• [YOUR ASSIGNMENT]:
From the entries below, list each line with "solution".

[[ INPUT DATA, beginning ]]

#[cfg(test)]
mod tests {
    use super::*;
    use std::fs;
    use tempfile::TempDir;

    fn symptom(code: &str, description: &str) -> Symptom {
        Symptom {
            code: Code::new(code).expect("test symptom code should be valid"),
            description: description.to_string(),
        }
    }

    fn rule(code: &str, conditions: &[&str], diagnosis: &str, solution: &str) -> Rule {
        Rule {
            code: Code::new(code).expect("test rule code should be valid"),
            conditions: conditions
                .iter()
                .map(|c| Code::new(c).expect("test condition code should be valid"))
                .collect(),
            diagnosis: diagnosis.to_string(),
            solution: solution.to_string(),
        }
    }

    const VALID_DOCUMENT: &str = r#"{
        "symptoms": [
            {"code": "G01", "description": "Printer tidak menyala"},
            {"code": "G02", "description": "Lampu indikator mati"},
            {"code": "G03", "description": "Hasil cetak bergaris"}
        ],
        "rules": [
            {"code": "R01", "conditions": ["G01", "G02"],
             "diagnosis": "Power supply rusak", "solution": "Ganti adaptor"},
            {"code": "R02", "conditions": ["G03"],
             "diagnosis": "Cartridge kotor", "solution": ""}
        ]
    }"#;

    #[test]
    fn test_parse_valid_document_preserves_order() {
        let kb = KnowledgeBase::parse(VALID_DOCUMENT).expect("document should parse");

        let codes: Vec<&str> = kb.symptoms().iter().map(|s| s.code.as_str()).collect();
        assert_eq!(codes, vec!["G01", "G02", "G03"]);

        let codes: Vec<&str> = kb.rules().iter().map(|r| r.code.as_str()).collect();
        assert_eq!(codes, vec!["R01", "R02"]);

        assert_eq!(kb.symptoms()[0].description, "Printer tidak menyala");
        assert_eq!(kb.rules()[0].diagnosis, "Power supply rusak");
        assert_eq!(kb.rules()[0].solution, "Ganti adaptor");
        assert_eq!(kb.rules()[1].solution, "");
    }

    #[test]
    fn test_parse_trims_codes() {
        let json = r#"{
            "symptoms": [{"code": " G01 ", "description": "Printer tidak menyala"}],
            "rules": [{"code": "R01", "conditions": ["G01"],
                       "diagnosis": "Power supply rusak", "solution": ""}]
        }"#;

        let kb = KnowledgeBase::parse(json).expect("padded codes should parse");
        assert_eq!(kb.symptoms()[0].code.as_str(), "G01");
        assert!(kb.find_symptom("G01").is_some());
    }

    #[test]
    fn test_parse_rejects_blank_code() {
        let json = r#"{
            "symptoms": [{"code": "   ", "description": "Printer tidak menyala"}],
            "rules": []
        }"#;

        let err = KnowledgeBase::parse(json).expect_err("blank code should be rejected");
        assert!(matches!(err, KnowledgeError::Parse(_)));
    }

    #[test]
    fn test_parse_rejects_malformed_json() {
        let err = KnowledgeBase::parse("{not json").expect_err("malformed JSON should fail");
        assert!(matches!(err, KnowledgeError::Parse(_)));
    }

    #[test]
    fn test_parse_rejects_missing_rules_field() {
        // Required-field policy: an absent catalog is an authoring error, not
        // an empty list.
        let json = r#"{"symptoms": []}"#;

        let err = KnowledgeBase::parse(json).expect_err("missing rules field should fail");
        assert!(matches!(err, KnowledgeError::Parse(_)));
    }

    #[test]
    fn test_parse_rejects_missing_symptoms_field() {
        let json = r#"{"rules": []}"#;

        let err = KnowledgeBase::parse(json).expect_err("missing symptoms field should fail");
        assert!(matches!(err, KnowledgeError::Parse(_)));
    }

    #[test]
    fn test_parse_rejects_mistyped_conditions() {
        let json = r#"{
            "symptoms": [],
            "rules": [{"code": "R01", "conditions": "G01",
                       "diagnosis": "Power supply rusak", "solution": ""}]
        }"#;

        let err = KnowledgeBase::parse(json).expect_err("string conditions should fail");
        assert!(matches!(err, KnowledgeError::Parse(_)));
    }

    #[test]
    fn test_new_rejects_duplicate_symptom_code() {
        let symptoms = vec![symptom("G01", "Printer tidak menyala"), symptom("G01", "Duplikat")];

        let err = KnowledgeBase::new(symptoms, vec![])
            .expect_err("duplicate symptom code should fail");
        assert!(matches!(
            err,
            KnowledgeError::DuplicateSymptomCode { ref code } if code.as_str() == "G01"
        ));
    }

    #[test]
    fn test_new_rejects_duplicate_rule_code() {
        let rules = vec![
            rule("R01", &["G01"], "Power supply rusak", ""),
            rule("R01", &["G02"], "Kabel longgar", ""),
        ];

        let err =
            KnowledgeBase::new(vec![], rules).expect_err("duplicate rule code should fail");
        assert!(matches!(
            err,
            KnowledgeError::DuplicateRuleCode { ref code } if code.as_str() == "R01"
        ));
    }

    #[test]
    fn test_new_rejects_empty_conditions() {
        let rules = vec![rule("R01", &[], "Power supply rusak", "")];

        let err = KnowledgeBase::new(vec![], rules).expect_err("empty conditions should fail");
        assert!(matches!(
            err,
            KnowledgeError::EmptyConditions { ref rule } if rule.as_str() == "R01"
        ));
    }

    #[test]
    fn test_new_permits_duplicate_conditions_within_rule() {
        // Duplicates inside one rule are treated as a set by matching, not
        // rejected at load.
        let symptoms = vec![symptom("G01", "Printer tidak menyala")];
        let rules = vec![rule("R01", &["G01", "G01"], "Power supply rusak", "")];

        let kb = KnowledgeBase::new(symptoms, rules).expect("duplicate conditions are permitted");
        assert_eq!(kb.rules()[0].conditions.len(), 2);
    }

    #[test]
    fn test_load_missing_file_is_not_found() {
        let temp_dir = TempDir::new().expect("Failed to create temp dir");
        let path = temp_dir.path().join("knowledge_base.json");

        let err = KnowledgeBase::load(&path).expect_err("missing file should fail");
        assert!(matches!(err, KnowledgeError::NotFound { .. }));
    }

    #[test]
    fn test_load_reads_document_from_disk() {
        let temp_dir = TempDir::new().expect("Failed to create temp dir");
        let path = temp_dir.path().join("knowledge_base.json");
        fs::write(&path, VALID_DOCUMENT).expect("should write fixture document");

        let kb = KnowledgeBase::load(&path).expect("load should succeed");
        assert_eq!(kb.symptoms().len(), 3);
        assert_eq!(kb.rules().len(), 2);
    }

    #[test]
    fn test_load_surfaces_parse_errors() {
        let temp_dir = TempDir::new().expect("Failed to create temp dir");
        let path = temp_dir.path().join("knowledge_base.json");
        fs::write(&path, "{not json").expect("should write fixture document");

        let err = KnowledgeBase::load(&path).expect_err("malformed file should fail");
        assert!(matches!(err, KnowledgeError::Parse(_)));
    }

    #[test]
    fn test_find_symptom_by_code() {
        let kb = KnowledgeBase::parse(VALID_DOCUMENT).expect("document should parse");

        let found = kb.find_symptom("G02").expect("G02 should be found");
        assert_eq!(found.description, "Lampu indikator mati");
    }

    #[test]
    fn test_find_symptom_returns_none_for_unknown() {
        let kb = KnowledgeBase::parse(VALID_DOCUMENT).expect("document should parse");
        assert!(kb.find_symptom("UNKNOWN").is_none());
    }

    #[test]
    fn test_find_rule_by_code() {
        let kb = KnowledgeBase::parse(VALID_DOCUMENT).expect("document should parse");

        let found = kb.find_rule("R02").expect("R02 should be found");
        assert_eq!(found.diagnosis, "Cartridge kotor");
        assert!(kb.find_rule("R99").is_none());
    }

    #[test]
    fn test_dangling_conditions_reports_unknown_codes() {
        let symptoms = vec![symptom("G01", "Printer tidak menyala")];
        let rules = vec![
            rule("R01", &["G01"], "Power supply rusak", ""),
            rule("R02", &["G01", "G99", "G99"], "Kabel longgar", ""),
        ];
        let kb = KnowledgeBase::new(symptoms, rules).expect("catalog should be valid");

        let dangling = kb.dangling_conditions();
        assert_eq!(dangling.len(), 1, "repeat within a rule is reported once");
        assert_eq!(dangling[0].rule.as_str(), "R02");
        assert_eq!(dangling[0].condition.as_str(), "G99");
    }

    #[test]
    fn test_dangling_conditions_empty_for_consistent_catalog() {
        let kb = KnowledgeBase::parse(VALID_DOCUMENT).expect("document should parse");
        assert!(kb.dangling_conditions().is_empty());
    }
}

[[ INPUT DATA, end ]]

• [ANSWER AREA]:
    fn rule(code: &str, conditions: &[&str], diagnosis: &str, solution: &str) -> Rule {
            solution: solution.to_string(),
             "diagnosis": "Power supply rusak", "solution": "Ganti adaptor"},
             "diagnosis": "Cartridge kotor", "solution": ""}
        assert_eq!(kb.rules()[0].solution, "Ganti adaptor");
        assert_eq!(kb.rules()[1].solution, "");
                       "diagnosis": "Power supply rusak", "solution": ""}]
                       "diagnosis": "Power supply rusak", "solution": ""}]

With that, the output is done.